Otherwise it’s just going to be interminable bickering and pointless posting of endless false conspiracy nuttiness – haven’t we had enough of that? Time for a decent dose of reality – and look at the things that are really challenging the nation (hint: the economy, pandemic, race, urban mayhem, suburban blight, immigration, debt, climate, and jobs, jobs, jobs).

[4] These transgender guys should at least be required to get “package removal” surgery. That shows commitment. As it stands, any guy can slip on lady’s running shoes and pink shorts and proclaim himself a competitor in women’s athletics. Pull out the big scalpel and see who stays and who runs away!

[5] Bottom Line: the situation in the hills of Humboldt is a million times worse than before the green rushers took over. People used to respect the forest and waterways. Now it’s all about profit and greed.
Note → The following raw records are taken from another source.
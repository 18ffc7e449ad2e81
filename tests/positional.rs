use curly::interpolate;

#[test]
fn test_positional_lookup() {
    let vars = vec!["quick", "brown"];
    assert_eq!(interpolate("The ${0} ${1} fox.", &vars), "The quick brown fox.");
}

#[test]
fn test_positional_misses_are_removed() {
    let vars = vec!["quick".to_string(), "brown".to_string()];
    assert_eq!(interpolate("The ${123} ${456} ${abcd} fox.", &vars), "The    fox.");
}

#[test]
fn test_positional_overflow_is_a_miss() {
    let vars = ["quick"];
    let huge = format!("[${{{}}}]", "9".repeat(40));
    assert_eq!(interpolate(&huge, &vars), "[]");
}

#[test]
fn test_positional_partial_digits_are_a_miss() {
    let vars = ["quick", "brown"];
    assert_eq!(interpolate("[${1x}]", &vars), "[]");
    assert_eq!(interpolate("[${ 1 }]", &vars), "[brown]");
    assert_eq!(interpolate("[${01}]", &vars), "[brown]");
}

#[test]
fn test_positional_slice() {
    let owned = vec!["a".to_string(), "b".to_string(), "c".to_string()];
    let slice: &[String] = &owned[1..];
    assert_eq!(interpolate("${0}${1}${2}", slice), "bc");
}
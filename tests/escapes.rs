mod common;
use common::create_curly;

#[test]
fn test_escaped_reference_is_kept_verbatim() {
    let curly = create_curly();
    let result = curly.interpolate(r"\${color}");
    assert_eq!(result, r"\${color}");
}

#[test]
fn test_escape_only_applies_to_the_next_unit() {
    let curly = create_curly();
    assert_eq!(curly.interpolate(r"\ ${color}"), r"\ brown");
    assert_eq!(curly.interpolate(r"\n${color}"), r"\nbrown");
}

#[test]
fn test_double_backslash_still_escapes() {
    // Only the unit right before `$` is looked at.
    let curly = create_curly();
    assert_eq!(curly.interpolate(r"\\${color}"), r"\\${color}");
}

#[test]
fn test_escaped_close_does_not_end_reference() {
    let curly = create_curly();
    // The body becomes `co\}lor`, which is not a valid name.
    assert_eq!(curly.interpolate(r"[${co\}lor}]"), "[]");
    // Never closed at all.
    assert_eq!(curly.interpolate(r"[${color\}"), r"[${color\}");
}
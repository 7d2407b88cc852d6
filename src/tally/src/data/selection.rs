//! What a person can say about a date

use crate::error::ValidationError;
use serde::{Deserialize, Serialize};
use strum::{Display, EnumString, IntoStaticStr, VariantNames};

/// The choice a person makes when picking a date.
#[derive(
    Debug,
    Clone,
    Copy,
    PartialEq,
    Eq,
    Hash,
    Serialize,
    Deserialize,
    Display,
    EnumString,
    IntoStaticStr,
    VariantNames,
)]
#[serde(rename_all = "lowercase")]
#[strum(serialize_all = "lowercase")]
pub enum SelectionType {
    /// The person cannot make it. Vetoes the date for everyone.
    Unavailable,
    /// The person can make it. Counts as one vote.
    Available,
}

impl SelectionType {
    /// Parse `available` or `unavailable`.
    ///
    /// # Errors
    ///
    /// [`ValidationError::UnknownSelectionType`] for anything else.
    pub fn parse(s: &str) -> Result<Self, ValidationError> {
        s.parse()
            .map_err(|_| ValidationError::UnknownSelectionType {
                input: s.to_string(),
            })
    }
}

/// The state of a single (person, date) cell.
///
/// Starts [`Unset`](Self::Unset). Picking a type moves the cell to that type;
/// picking the same type again moves it back to [`Unset`](Self::Unset);
/// picking the other type switches directly.
#[derive(Debug, Clone, Copy, PartialEq, Eq, Hash, Default, Serialize, Display)]
#[serde(rename_all = "lowercase")]
#[strum(serialize_all = "lowercase")]
pub enum CellState {
    /// Nothing picked.
    #[default]
    Unset,
    /// Marked unavailable.
    Unavailable,
    /// Marked available.
    Available,
}

impl From<SelectionType> for CellState {
    #[inline]
    fn from(value: SelectionType) -> Self {
        match value {
            SelectionType::Unavailable => Self::Unavailable,
            SelectionType::Available => Self::Available,
        }
    }
}
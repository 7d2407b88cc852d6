//! Input validation errors

use thiserror::Error;

/// Error produced when a selection is rejected before touching any state.
///
/// Reported back to the caller so the person can correct their input;
/// the [`Directory`](crate::Directory) is left exactly as it was.
#[derive(Debug, Clone, PartialEq, Eq, Error)]
pub enum ValidationError {
    /// The user name was empty or only whitespace.
    #[error("user name cannot be empty")]
    EmptyUserName,

    /// The date was not a canonical `YYYY-MM-DD` calendar date.
    #[error("`{input}` is not a date of the form YYYY-MM-DD")]
    MalformedDate {
        /// The rejected text.
        input: String,
    },

    /// The selection type was neither `available` nor `unavailable`.
    #[error("`{input}` is not a selection type (expected `available` or `unavailable`)")]
    UnknownSelectionType {
        /// The rejected text.
        input: String,
    },
}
We used to look at diesel indoor growers as villains. Now every “legal” grow in Humboldt has multiple diesel generators running 24/7. That “full sun” bud is usually just more diesel bud being grown with natural or supplemental light. When is Humboldt going to enforce the alternative energy regulations? These “legal” grows are supposed to be using 80% alternative energy for their power needs, but as we all know no one is following or enforcing these guidelines. We need our supervisors to take this issue to heart and start requiring “legal” grows to use alternative energy like solar to power their farms….

Come on Humboldt!

We can do it!

Let’s make Humboldt the alternative energy cannabis farming capital of not only CA, but the world!

[6] The way Big Media is covering Biden, I haven’t seen anything like it since ’08, when they proclaimed Obama to be The Messiah. The word ‘Sycophant’ doesn’t quite describe it. MSNBC went so far as to compare Biden to Jesus Christ himself — yet, Biden has a 50 year track record to examine, in which he’s proven himself to be nothing more than a run of the mill pol looking for the Main Chance.

Almost all of their reporting seems like DNC agit/prop; is it meant to be taken seriously?

These media people in Atlanta, NY and DC, they have no problem debasing themselves in front of a national audience? What’s the goal? Do they think we’re all stupid out here, that we can’t see thru them? For example, yesterday, hard hitting reporters at MSNBC were raving about the fab shoes Kamala was wearing.

“Who designed them? The color is just right, matching her outfit perfectly. Isn’t it wonderful to have someone back in the White House with such exquisite fashion sense? We will let our audience know where they can get a pair of these shoes as soon as our exclusive interview with the VP tonite.” And so on.

One Comment

  1. John January 29, 2021

    To write, “our fascisti lack leadership,” ignores El Trumpo, who will one day don a uniform and salute himself and abolish elections, “because they’re all rigged, everyone knows that.”